Problem to solve: Print the data that follows again, keeping every line exact.

[Stored data entries]
━━━━━━━━━━━━━━━━

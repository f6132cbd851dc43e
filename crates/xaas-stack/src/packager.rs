//! Function code packaging.
//!
//! The deployer never compiles anything itself; it asks a [`Packager`]
//! for the path of a ready artifact.

use std::path::{Path, PathBuf};
use std::process::Command;

use serde::{Deserialize, Serialize};
use xaas_common::config::ProjectConfig;
use xaas_common::error::{Result, XaasError};

/// Produces the code artifact of a stack's function.
pub trait Packager {
    /// Returns the path of the packaged artifact for `stack`.
    ///
    /// # Errors
    ///
    /// Returns [`XaasError::Build`] if the artifact cannot be produced.
    fn compile(&self, stack: &str, config: &ProjectConfig) -> Result<PathBuf>;
}

/// How function artifacts are obtained.
#[derive(Debug, Clone, Copy, Default, PartialEq, Eq, Serialize, Deserialize)]
#[serde(rename_all = "lowercase")]
pub enum PackagingMode {
    /// Run `make build` in each function directory.
    #[default]
    Make,
    /// Use artifacts that already exist on disk.
    Prebuilt,
}

impl PackagingMode {
    /// Creates the packager for this mode.
    #[must_use]
    pub fn packager(self) -> Box<dyn Packager> {
        match self {
            Self::Make => Box::new(MakePackager::new()),
            Self::Prebuilt => Box::new(PrebuiltPackager),
        }
    }
}

/// Runs `make build` in `<functions dir>/<stack>`.
#[derive(Debug, Clone)]
pub struct MakePackager {
    program: String,
    target: String,
}

impl MakePackager {
    /// Packager invoking `make build`.
    #[must_use]
    pub fn new() -> Self {
        Self::with_program("make", "build")
    }

    /// Packager invoking `<program> <target>`.
    #[must_use]
    pub fn with_program(program: impl Into<String>, target: impl Into<String>) -> Self {
        Self {
            program: program.into(),
            target: target.into(),
        }
    }
}

impl Default for MakePackager {
    fn default() -> Self {
        Self::new()
    }
}

impl Packager for MakePackager {
    fn compile(&self, stack: &str, config: &ProjectConfig) -> Result<PathBuf> {
        let build_err = |message: String| XaasError::Build {
            stack: stack.to_string(),
            message,
        };
        let program = which::which(&self.program)
            .map_err(|_| build_err(format!("{} not found on PATH", self.program)))?;
        let dir = config.function_dir(stack);
        if !dir.is_dir() {
            return Err(build_err(format!(
                "function source directory {} does not exist",
                dir.display()
            )));
        }

        tracing::info!(stack, dir = %dir.display(), "packaging function");
        let output = Command::new(&program)
            .arg(&self.target)
            .current_dir(&dir)
            .output()
            .map_err(|e| build_err(format!("cannot run {}: {e}", program.display())))?;
        if !output.status.success() {
            let stderr = String::from_utf8_lossy(&output.stderr);
            return Err(build_err(format!(
                "{} {} exited with {}: {}",
                self.program,
                self.target,
                output.status,
                stderr.trim()
            )));
        }
        existing_artifact(stack, &config.artifact_path(stack))
    }
}

/// Uses artifacts built ahead of time.
#[derive(Debug, Clone, Copy, Default)]
pub struct PrebuiltPackager;

impl Packager for PrebuiltPackager {
    fn compile(&self, stack: &str, config: &ProjectConfig) -> Result<PathBuf> {
        existing_artifact(stack, &config.artifact_path(stack))
    }
}

fn existing_artifact(stack: &str, path: &Path) -> Result<PathBuf> {
    if path.is_file() {
        tracing::debug!(stack, artifact = %path.display(), "artifact ready");
        Ok(path.to_path_buf())
    } else {
        Err(XaasError::Build {
            stack: stack.to_string(),
            message: format!("artifact {} not found", path.display()),
        })
    }
}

━━━━━━━━━━━━━━━━

Solution for this problem:
repository f6132cbd851dc43e
filename crates/xaas-stack/src/packager.rs
//! Function code packaging.
//!
//! The deployer never compiles anything itself; it asks a [`Packager`]
//! for the path of a ready artifact.

use std::path::{Path, PathBuf};
use std::process::Command;

use serde::{Deserialize, Serialize};
use xaas_common::config::ProjectConfig;
use xaas_common::error::{Result, XaasError};

/// Produces the code artifact of a stack's function.
pub trait Packager {
    /// Returns the path of the packaged artifact for `stack`.
    ///
    /// # Errors
    ///
    /// Returns [`XaasError::Build`] if the artifact cannot be produced.
    fn compile(&self, stack: &str, config: &ProjectConfig) -> Result<PathBuf>;
}

/// How function artifacts are obtained.
#[derive(Debug, Clone, Copy, Default, PartialEq, Eq, Serialize, Deserialize)]
#[serde(rename_all = "lowercase")]
pub enum PackagingMode {
    /// Run `make build` in each function directory.
    #[default]
    Make,
    /// Use artifacts that already exist on disk.
    Prebuilt,
}

impl PackagingMode {
    /// Creates the packager for this mode.
    #[must_use]
    pub fn packager(self) -> Box<dyn Packager> {
        match self {
            Self::Make => Box::new(MakePackager::new()),
            Self::Prebuilt => Box::new(PrebuiltPackager),
        }
    }
}

/// Runs `make build` in `<functions dir>/<stack>`.
#[derive(Debug, Clone)]
pub struct MakePackager {
    program: String,
    target: String,
}

impl MakePackager {
    /// Packager invoking `make build`.
    #[must_use]
    pub fn new() -> Self {
        Self::with_program("make", "build")
    }

    /// Packager invoking `<program> <target>`.
    #[must_use]
    pub fn with_program(program: impl Into<String>, target: impl Into<String>) -> Self {
        Self {
            program: program.into(),
            target: target.into(),
        }
    }
}

impl Default for MakePackager {
    fn default() -> Self {
        Self::new()
    }
}

impl Packager for MakePackager {
    fn compile(&self, stack: &str, config: &ProjectConfig) -> Result<PathBuf> {
        let build_err = |message: String| XaasError::Build {
            stack: stack.to_string(),
            message,
        };
        let program = which::which(&self.program)
            .map_err(|_| build_err(format!("{} not found on PATH", self.program)))?;
        let dir = config.function_dir(stack);
        if !dir.is_dir() {
            return Err(build_err(format!(
                "function source directory {} does not exist",
                dir.display()
            )));
        }

        tracing::info!(stack, dir = %dir.display(), "packaging function");
        let output = Command::new(&program)
            .arg(&self.target)
            .current_dir(&dir)
            .output()
            .map_err(|e| build_err(format!("cannot run {}: {e}", program.display())))?;
        if !output.status.success() {
            let stderr = String::from_utf8_lossy(&output.stderr);
            return Err(build_err(format!(
                "{} {} exited with {}: {}",
                self.program,
                self.target,
                output.status,
                stderr.trim()
            )));
        }
        existing_artifact(stack, &config.artifact_path(stack))
    }
}

/// Uses artifacts built ahead of time.
#[derive(Debug, Clone, Copy, Default)]
pub struct PrebuiltPackager;

impl Packager for PrebuiltPackager {
    fn compile(&self, stack: &str, config: &ProjectConfig) -> Result<PathBuf> {
        existing_artifact(stack, &config.artifact_path(stack))
    }
}

fn existing_artifact(stack: &str, path: &Path) -> Result<PathBuf> {
    if path.is_file() {
        tracing::debug!(stack, artifact = %path.display(), "artifact ready");
        Ok(path.to_path_buf())
    } else {
        Err(XaasError::Build {
            stack: stack.to_string(),
            message: format!("artifact {} not found", path.display()),
        })
    }
}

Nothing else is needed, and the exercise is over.